» **MATERIAL FOR THE TASK**:
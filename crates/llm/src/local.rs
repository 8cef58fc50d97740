//! Local inference backend (Ollama `/api/generate`).

use crate::http::check_error;
use crate::provider::{CompletionRequest, CompletionResponse, LlmError, LlmProvider};
use serde::{Deserialize, Serialize};
use std::future::Future;
use std::pin::Pin;
use std::time::Duration;

pub const DEFAULT_BASE_URL: &str = "http://localhost:11434";
pub const DEFAULT_MODEL: &str = "llama3";

const CONNECT_TIMEOUT_SECS: u64 = 2;

#[derive(Serialize)]
struct GenerateRequest<'a> {
    model: &'a str,
    prompt: String,
    stream: bool,
    options: GenerateOptions,
}

#[derive(Serialize)]
struct GenerateOptions {
    num_predict: u32,
    temperature: f32,
}

#[derive(Deserialize)]
struct GenerateResponse {
    response: String,
    #[serde(default)]
    prompt_eval_count: Option<u32>,
    #[serde(default)]
    eval_count: Option<u32>,
}

/// Provider for a localhost inference server. The whole conversation is
/// flattened into one prompt; streaming is always off.
pub struct OllamaProvider {
    model: String,
    client: reqwest::Client,
    base_url: String,
}

impl OllamaProvider {
    pub fn new(model: Option<String>, base_url: Option<String>) -> Self {
        let base = base_url.unwrap_or_else(|| DEFAULT_BASE_URL.to_owned());
        let client = reqwest::Client::builder()
            .connect_timeout(Duration::from_secs(CONNECT_TIMEOUT_SECS))
            .build()
            .unwrap_or_default();
        Self {
            model: model.unwrap_or_else(|| DEFAULT_MODEL.to_owned()),
            client,
            base_url: base.trim_end_matches('/').to_owned(),
        }
    }

    pub fn model(&self) -> &str {
        &self.model
    }

    fn endpoint(&self) -> String {
        format!("{}/api/generate", self.base_url)
    }

    async fn generate(&self, request: CompletionRequest) -> Result<CompletionResponse, LlmError> {
        let body = GenerateRequest {
            model: &self.model,
            prompt: request.flattened_prompt(),
            stream: false,
            options: GenerateOptions {
                num_predict: request.max_tokens,
                temperature: request.temperature,
            },
        };

        let resp = self
            .client
            .post(self.endpoint())
            .json(&body)
            .send()
            .await
            .map_err(LlmError::from_transport)?;

        if !resp.status().is_success() {
            let status = resp.status();
            let text = resp.text().await.unwrap_or_default();
            return Err(check_error(status, text));
        }

        let api: GenerateResponse = resp
            .json()
            .await
            .map_err(|e| LlmError::MalformedResponse(e.to_string()))?;

        Ok(CompletionResponse {
            content: api.response,
            input_tokens: api.prompt_eval_count.unwrap_or(0),
            output_tokens: api.eval_count.unwrap_or(0),
        })
    }
}

impl LlmProvider for OllamaProvider {
    fn name(&self) -> &str {
        "local"
    }

    fn complete(
        &self,
        request: CompletionRequest,
    ) -> Pin<Box<dyn Future<Output = Result<CompletionResponse, LlmError>> + Send + '_>> {
        Box::pin(self.generate(request))
    }
}

#[cfg(test)]
mod tests {
    use super::*;
    use crate::provider::ChatMessage;

    #[test]
    fn defaults() {
        let p = OllamaProvider::new(None, None);
        assert_eq!(p.endpoint(), "http://localhost:11434/api/generate");
        assert_eq!(p.model(), "llama3");
        assert_eq!(p.name(), "local");
    }

    #[test]
    fn request_body_shape() {
        let req = CompletionRequest {
            messages: vec![ChatMessage::system("sys"), ChatMessage::user("hi")],
            max_tokens: 30,
            temperature: 0.7,
        };
        let body = GenerateRequest {
            model: "llama3",
            prompt: req.flattened_prompt(),
            stream: false,
            options: GenerateOptions { num_predict: 30, temperature: 0.7 },
        };
        let json = serde_json::to_value(&body).unwrap();
        assert_eq!(json["model"], "llama3");
        assert_eq!(json["prompt"], "sys\n\nhi");
        assert_eq!(json["stream"], false);
    }

    #[test]
    fn parses_minimal_response() {
        let parsed: GenerateResponse = serde_json::from_str(r#"{"response":"beep"}"#).unwrap();
        assert_eq!(parsed.response, "beep");
        assert!(parsed.eval_count.is_none());
    }

    #[tokio::test]
    async fn unreachable_server_is_connection_error() {
        // Port 1 is reserved; nothing listens there.
        let p = OllamaProvider::new(None, Some("http://127.0.0.1:1".into()));
        let req = CompletionRequest {
            messages: vec![ChatMessage::user("hello")],
            max_tokens: 10,
            temperature: 0.5,
        };
        let err = p.complete(req).await.unwrap_err();
        assert!(matches!(err, LlmError::Connection(_)), "got {err:?}");
    }
}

» **WHAT YOU NEED TO DO**: Output each line of the records above exactly, beginning at the first, and stop once the line containing "let client = reqwest::Client::builder()" has been output.

» **TASK RESULT**:
filename crates/llm/src/local.rs
repository 8cef58fc50d97740
//! Local inference backend (Ollama `/api/generate`).

use crate::http::check_error;
use crate::provider::{CompletionRequest, CompletionResponse, LlmError, LlmProvider};
use serde::{Deserialize, Serialize};
use std::future::Future;
use std::pin::Pin;
use std::time::Duration;

pub const DEFAULT_BASE_URL: &str = "http://localhost:11434";
pub const DEFAULT_MODEL: &str = "llama3";

const CONNECT_TIMEOUT_SECS: u64 = 2;

#[derive(Serialize)]
struct GenerateRequest<'a> {
    model: &'a str,
    prompt: String,
    stream: bool,
    options: GenerateOptions,
}

#[derive(Serialize)]
struct GenerateOptions {
    num_predict: u32,
    temperature: f32,
}

#[derive(Deserialize)]
struct GenerateResponse {
    response: String,
    #[serde(default)]
    prompt_eval_count: Option<u32>,
    #[serde(default)]
    eval_count: Option<u32>,
}

/// Provider for a localhost inference server. The whole conversation is
/// flattened into one prompt; streaming is always off.
pub struct OllamaProvider {
    model: String,
    client: reqwest::Client,
    base_url: String,
}

impl OllamaProvider {
    pub fn new(model: Option<String>, base_url: Option<String>) -> Self {
        let base = base_url.unwrap_or_else(|| DEFAULT_BASE_URL.to_owned());
        let client = reqwest::Client::builder()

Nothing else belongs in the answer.